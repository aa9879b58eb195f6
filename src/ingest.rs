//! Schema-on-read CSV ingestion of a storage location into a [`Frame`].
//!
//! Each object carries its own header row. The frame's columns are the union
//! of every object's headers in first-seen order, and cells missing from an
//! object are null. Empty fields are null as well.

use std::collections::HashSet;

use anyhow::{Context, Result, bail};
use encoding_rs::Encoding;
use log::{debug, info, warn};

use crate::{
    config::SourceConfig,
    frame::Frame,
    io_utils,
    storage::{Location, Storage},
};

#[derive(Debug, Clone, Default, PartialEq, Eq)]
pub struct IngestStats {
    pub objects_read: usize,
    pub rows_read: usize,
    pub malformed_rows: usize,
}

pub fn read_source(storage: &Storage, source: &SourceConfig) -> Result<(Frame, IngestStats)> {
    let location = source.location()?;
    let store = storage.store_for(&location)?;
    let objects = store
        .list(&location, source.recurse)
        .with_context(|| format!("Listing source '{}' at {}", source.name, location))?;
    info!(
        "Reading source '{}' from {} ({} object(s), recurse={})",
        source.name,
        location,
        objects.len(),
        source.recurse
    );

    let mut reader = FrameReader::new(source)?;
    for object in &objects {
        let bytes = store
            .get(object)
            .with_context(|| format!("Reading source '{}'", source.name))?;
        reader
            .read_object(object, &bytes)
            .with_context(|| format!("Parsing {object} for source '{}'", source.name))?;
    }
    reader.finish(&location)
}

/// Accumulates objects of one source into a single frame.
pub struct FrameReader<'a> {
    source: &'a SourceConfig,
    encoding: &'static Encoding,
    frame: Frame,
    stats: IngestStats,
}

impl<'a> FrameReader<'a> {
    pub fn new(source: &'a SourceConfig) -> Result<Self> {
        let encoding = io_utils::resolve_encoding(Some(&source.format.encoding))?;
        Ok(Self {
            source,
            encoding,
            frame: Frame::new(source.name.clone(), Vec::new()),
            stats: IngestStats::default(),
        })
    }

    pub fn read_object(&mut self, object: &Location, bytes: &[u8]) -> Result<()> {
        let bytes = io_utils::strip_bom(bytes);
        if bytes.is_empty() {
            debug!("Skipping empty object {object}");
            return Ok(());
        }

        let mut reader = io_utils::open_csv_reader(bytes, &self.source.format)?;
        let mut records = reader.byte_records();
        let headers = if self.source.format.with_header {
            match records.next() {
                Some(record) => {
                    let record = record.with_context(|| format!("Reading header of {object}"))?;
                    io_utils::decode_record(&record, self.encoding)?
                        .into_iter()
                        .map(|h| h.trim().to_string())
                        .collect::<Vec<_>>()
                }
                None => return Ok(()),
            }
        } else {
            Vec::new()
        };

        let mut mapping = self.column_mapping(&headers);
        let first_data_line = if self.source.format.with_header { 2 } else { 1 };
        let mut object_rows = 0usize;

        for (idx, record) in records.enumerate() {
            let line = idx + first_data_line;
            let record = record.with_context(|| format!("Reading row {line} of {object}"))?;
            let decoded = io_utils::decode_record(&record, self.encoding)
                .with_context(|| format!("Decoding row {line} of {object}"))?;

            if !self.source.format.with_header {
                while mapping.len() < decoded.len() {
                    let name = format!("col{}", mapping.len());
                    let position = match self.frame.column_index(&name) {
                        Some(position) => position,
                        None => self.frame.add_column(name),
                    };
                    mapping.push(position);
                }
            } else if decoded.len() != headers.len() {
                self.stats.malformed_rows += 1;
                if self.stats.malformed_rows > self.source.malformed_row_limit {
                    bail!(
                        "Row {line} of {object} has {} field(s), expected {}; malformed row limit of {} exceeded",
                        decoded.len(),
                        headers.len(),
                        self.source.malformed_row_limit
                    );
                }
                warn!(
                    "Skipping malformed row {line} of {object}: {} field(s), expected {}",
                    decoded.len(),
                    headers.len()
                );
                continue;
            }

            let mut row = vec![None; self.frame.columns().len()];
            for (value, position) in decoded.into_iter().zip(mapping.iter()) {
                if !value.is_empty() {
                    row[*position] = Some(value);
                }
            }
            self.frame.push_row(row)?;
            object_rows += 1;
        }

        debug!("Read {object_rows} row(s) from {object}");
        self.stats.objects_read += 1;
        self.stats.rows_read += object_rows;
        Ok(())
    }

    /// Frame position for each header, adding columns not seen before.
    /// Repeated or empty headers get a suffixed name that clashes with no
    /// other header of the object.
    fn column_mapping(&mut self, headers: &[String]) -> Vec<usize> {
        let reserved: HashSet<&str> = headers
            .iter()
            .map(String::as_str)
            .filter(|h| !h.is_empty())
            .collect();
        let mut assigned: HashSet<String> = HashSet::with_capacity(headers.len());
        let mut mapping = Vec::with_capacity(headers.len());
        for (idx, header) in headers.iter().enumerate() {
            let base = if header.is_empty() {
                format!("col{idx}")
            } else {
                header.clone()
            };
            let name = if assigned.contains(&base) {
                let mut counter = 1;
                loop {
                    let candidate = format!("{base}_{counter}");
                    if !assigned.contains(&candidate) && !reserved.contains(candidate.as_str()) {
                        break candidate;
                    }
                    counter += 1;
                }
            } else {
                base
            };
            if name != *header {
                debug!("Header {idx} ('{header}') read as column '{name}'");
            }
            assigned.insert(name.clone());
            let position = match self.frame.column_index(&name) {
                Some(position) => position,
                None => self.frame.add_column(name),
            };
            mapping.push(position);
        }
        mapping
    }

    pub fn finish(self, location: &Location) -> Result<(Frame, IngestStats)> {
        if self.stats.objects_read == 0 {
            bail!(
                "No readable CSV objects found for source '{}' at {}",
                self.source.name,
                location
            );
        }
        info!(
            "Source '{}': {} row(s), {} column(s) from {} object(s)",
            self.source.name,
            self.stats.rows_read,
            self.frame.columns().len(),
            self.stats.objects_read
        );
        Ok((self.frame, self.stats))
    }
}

* * *

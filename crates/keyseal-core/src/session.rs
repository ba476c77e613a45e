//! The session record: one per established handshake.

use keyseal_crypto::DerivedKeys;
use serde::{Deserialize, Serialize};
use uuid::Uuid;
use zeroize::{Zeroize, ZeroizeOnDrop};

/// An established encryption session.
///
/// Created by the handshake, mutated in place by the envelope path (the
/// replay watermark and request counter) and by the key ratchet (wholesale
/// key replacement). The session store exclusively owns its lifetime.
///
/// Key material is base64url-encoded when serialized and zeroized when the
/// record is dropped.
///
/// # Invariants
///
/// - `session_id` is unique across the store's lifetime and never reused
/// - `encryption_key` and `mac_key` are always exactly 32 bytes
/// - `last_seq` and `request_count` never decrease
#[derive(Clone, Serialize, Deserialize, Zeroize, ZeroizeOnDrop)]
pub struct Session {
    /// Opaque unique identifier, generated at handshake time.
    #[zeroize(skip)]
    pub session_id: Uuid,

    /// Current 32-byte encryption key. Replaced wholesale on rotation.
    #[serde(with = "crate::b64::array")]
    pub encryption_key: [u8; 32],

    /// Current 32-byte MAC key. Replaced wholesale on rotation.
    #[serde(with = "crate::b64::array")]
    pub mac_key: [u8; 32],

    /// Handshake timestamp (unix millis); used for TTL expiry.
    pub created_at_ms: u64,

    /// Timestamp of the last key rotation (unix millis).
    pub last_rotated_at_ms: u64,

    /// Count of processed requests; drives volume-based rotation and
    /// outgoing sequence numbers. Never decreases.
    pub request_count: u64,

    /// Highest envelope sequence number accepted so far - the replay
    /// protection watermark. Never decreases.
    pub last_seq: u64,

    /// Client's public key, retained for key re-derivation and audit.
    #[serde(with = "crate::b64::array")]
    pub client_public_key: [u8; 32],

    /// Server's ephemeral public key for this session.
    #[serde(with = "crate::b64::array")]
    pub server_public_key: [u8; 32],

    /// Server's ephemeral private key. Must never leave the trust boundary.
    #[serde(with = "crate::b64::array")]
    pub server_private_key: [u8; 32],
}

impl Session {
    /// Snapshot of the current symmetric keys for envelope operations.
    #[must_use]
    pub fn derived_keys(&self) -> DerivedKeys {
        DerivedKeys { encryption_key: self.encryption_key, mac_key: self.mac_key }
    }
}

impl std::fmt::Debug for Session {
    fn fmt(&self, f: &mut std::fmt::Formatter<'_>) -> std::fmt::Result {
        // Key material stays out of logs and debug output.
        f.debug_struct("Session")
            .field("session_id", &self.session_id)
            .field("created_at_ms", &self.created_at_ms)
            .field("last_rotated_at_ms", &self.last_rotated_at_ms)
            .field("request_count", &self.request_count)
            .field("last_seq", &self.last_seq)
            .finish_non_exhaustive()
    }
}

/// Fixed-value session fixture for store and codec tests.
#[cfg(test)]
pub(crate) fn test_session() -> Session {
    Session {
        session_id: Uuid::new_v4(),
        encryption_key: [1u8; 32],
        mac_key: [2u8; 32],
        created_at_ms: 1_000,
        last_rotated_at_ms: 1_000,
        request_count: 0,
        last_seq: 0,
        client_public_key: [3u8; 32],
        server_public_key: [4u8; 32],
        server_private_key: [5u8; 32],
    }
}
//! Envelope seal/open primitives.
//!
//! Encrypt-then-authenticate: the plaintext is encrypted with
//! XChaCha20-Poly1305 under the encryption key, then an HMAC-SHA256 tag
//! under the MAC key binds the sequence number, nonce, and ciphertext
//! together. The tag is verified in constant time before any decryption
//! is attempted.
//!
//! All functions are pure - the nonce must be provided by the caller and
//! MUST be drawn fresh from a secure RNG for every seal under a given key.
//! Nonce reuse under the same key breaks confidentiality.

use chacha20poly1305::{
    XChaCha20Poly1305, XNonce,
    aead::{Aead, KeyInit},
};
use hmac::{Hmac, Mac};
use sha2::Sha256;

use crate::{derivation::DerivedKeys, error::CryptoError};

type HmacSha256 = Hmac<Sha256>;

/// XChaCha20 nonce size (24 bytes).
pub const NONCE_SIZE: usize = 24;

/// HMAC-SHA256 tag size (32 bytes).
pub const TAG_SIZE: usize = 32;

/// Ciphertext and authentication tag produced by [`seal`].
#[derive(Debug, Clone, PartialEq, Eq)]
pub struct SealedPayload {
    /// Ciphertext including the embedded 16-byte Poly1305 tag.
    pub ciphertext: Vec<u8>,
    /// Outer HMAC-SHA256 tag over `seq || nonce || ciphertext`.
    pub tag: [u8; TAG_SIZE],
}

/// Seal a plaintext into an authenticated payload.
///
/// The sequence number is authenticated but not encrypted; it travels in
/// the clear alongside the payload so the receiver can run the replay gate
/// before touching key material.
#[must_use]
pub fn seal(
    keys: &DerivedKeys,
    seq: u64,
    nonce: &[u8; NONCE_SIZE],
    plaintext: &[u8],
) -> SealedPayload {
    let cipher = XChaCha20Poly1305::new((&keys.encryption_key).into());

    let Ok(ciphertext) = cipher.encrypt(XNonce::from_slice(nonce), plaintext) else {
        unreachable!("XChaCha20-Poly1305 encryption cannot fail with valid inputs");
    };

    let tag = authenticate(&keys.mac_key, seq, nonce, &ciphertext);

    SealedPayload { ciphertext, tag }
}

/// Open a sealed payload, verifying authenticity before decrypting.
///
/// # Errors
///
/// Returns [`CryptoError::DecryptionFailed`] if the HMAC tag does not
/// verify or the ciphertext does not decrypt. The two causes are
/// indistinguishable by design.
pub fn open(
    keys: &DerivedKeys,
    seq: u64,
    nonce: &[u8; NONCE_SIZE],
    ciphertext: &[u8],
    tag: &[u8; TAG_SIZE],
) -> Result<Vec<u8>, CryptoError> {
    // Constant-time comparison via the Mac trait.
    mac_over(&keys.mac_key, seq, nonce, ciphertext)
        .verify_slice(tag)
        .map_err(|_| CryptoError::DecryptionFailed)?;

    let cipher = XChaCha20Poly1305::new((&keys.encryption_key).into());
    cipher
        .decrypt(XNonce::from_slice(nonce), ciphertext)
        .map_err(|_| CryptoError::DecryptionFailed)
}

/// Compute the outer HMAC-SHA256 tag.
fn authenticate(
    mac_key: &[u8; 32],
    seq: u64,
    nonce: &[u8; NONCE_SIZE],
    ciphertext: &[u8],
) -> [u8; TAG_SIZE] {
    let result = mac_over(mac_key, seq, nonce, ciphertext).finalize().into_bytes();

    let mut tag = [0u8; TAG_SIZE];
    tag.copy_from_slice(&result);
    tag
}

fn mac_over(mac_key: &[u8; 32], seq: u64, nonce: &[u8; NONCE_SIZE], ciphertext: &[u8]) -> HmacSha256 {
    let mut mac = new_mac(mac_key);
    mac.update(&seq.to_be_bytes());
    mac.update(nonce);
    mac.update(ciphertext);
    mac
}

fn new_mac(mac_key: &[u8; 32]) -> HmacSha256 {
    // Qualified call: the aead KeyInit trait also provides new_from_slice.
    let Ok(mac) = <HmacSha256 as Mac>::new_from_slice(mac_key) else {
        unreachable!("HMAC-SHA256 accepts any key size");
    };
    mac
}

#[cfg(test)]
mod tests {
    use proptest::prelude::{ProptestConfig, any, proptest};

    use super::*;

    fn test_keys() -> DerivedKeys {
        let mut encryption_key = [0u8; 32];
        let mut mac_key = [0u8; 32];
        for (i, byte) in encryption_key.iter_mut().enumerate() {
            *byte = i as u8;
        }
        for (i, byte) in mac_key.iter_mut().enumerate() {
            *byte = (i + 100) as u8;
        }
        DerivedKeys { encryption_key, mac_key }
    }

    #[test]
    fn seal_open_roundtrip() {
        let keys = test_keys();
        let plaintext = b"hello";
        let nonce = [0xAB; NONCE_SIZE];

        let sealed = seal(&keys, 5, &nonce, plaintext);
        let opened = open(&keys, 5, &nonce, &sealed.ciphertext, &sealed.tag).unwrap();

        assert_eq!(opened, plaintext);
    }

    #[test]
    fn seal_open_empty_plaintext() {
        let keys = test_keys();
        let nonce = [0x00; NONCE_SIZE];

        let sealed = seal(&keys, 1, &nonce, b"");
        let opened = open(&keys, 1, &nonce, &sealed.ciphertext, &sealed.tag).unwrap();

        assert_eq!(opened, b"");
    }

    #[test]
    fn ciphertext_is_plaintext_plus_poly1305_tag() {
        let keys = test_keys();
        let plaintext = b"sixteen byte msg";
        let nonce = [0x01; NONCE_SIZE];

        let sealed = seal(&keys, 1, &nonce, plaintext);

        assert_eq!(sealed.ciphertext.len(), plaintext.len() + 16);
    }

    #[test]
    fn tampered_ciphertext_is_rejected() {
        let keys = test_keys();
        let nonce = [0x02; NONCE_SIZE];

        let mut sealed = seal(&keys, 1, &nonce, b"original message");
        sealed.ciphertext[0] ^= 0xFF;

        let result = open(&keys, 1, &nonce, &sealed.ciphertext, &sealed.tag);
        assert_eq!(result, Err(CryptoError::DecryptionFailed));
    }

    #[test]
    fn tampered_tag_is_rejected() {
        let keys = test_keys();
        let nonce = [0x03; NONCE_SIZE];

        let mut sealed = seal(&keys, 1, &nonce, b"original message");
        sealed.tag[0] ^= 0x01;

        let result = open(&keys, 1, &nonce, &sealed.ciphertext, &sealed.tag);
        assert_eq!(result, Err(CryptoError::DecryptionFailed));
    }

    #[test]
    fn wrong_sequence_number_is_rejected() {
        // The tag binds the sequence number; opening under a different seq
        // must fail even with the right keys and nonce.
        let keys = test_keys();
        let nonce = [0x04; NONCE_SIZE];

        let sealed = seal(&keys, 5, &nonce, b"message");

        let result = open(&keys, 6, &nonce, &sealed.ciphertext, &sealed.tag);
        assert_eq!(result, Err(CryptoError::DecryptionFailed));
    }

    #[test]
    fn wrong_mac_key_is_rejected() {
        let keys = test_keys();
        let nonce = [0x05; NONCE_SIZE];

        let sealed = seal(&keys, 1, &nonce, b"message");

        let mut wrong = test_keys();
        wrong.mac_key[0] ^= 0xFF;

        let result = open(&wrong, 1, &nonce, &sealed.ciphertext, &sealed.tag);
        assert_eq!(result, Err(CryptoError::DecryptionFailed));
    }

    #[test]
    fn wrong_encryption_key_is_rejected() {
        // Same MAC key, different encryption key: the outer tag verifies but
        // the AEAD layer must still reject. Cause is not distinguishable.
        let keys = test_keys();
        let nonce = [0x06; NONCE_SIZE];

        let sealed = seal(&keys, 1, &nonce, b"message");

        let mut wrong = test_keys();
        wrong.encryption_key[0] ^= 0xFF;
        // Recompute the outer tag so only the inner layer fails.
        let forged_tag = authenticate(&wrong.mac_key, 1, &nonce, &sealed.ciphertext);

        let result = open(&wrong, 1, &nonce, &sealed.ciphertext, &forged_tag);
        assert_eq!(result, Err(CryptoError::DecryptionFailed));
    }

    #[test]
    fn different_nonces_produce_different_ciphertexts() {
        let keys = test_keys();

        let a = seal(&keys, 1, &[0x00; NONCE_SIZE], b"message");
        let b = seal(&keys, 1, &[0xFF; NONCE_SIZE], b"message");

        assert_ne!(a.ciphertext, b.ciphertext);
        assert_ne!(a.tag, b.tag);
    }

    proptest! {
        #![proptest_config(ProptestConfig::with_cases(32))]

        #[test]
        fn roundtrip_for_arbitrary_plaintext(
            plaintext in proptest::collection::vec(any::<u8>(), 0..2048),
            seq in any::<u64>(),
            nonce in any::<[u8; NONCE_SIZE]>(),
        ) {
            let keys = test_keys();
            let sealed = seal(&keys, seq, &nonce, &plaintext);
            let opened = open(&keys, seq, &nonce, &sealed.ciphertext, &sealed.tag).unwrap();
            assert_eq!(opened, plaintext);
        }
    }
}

==

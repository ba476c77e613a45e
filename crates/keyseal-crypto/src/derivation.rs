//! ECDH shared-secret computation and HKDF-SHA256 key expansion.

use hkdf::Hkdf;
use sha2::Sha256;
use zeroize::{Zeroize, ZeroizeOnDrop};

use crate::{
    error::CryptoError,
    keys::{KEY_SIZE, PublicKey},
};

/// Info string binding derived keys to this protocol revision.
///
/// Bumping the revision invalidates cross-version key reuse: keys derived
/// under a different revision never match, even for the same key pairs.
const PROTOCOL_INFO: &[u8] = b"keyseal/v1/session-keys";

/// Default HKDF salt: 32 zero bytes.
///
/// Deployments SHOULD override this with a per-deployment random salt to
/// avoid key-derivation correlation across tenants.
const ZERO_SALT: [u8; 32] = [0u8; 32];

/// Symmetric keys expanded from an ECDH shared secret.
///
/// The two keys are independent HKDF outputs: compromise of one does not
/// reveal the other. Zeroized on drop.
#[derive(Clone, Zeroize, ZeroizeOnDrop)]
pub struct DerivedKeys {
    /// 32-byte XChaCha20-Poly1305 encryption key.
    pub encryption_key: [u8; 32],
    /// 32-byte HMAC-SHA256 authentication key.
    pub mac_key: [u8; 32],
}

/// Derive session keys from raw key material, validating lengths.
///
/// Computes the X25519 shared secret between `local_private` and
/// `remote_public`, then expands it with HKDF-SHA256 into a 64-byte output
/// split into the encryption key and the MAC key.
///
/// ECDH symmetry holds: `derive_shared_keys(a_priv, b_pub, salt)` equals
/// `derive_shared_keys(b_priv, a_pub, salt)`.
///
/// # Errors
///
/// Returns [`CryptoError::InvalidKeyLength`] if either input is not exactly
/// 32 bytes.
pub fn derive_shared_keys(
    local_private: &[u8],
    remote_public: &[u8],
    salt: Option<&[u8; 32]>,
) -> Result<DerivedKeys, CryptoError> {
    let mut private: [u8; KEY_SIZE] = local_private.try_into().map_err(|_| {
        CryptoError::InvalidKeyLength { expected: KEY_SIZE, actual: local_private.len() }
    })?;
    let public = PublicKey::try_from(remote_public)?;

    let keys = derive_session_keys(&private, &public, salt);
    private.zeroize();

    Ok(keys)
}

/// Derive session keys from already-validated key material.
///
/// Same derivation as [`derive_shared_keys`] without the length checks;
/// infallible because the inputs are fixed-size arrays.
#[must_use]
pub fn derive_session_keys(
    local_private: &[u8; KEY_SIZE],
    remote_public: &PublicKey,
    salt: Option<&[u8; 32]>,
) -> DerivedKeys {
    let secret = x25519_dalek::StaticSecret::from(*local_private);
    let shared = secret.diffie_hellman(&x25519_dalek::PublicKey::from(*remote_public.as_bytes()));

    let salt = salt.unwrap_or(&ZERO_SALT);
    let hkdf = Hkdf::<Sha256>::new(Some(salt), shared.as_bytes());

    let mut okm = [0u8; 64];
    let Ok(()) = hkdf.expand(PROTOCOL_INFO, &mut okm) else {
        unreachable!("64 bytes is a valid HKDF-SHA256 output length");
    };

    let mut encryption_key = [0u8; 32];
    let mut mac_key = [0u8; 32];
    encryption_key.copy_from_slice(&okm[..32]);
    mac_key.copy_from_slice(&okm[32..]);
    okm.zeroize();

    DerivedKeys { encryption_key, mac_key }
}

Work instruction: Read through the entries above and copy each line that has the string "expected" in it.

Response:
                        "Row {line} of {object} has {} field(s), expected {}; malformed row limit of {} exceeded",
                    "Skipping malformed row {line} of {object}: {} field(s), expected {}",
        CryptoError::InvalidKeyLength { expected: KEY_SIZE, actual: local_private.len() }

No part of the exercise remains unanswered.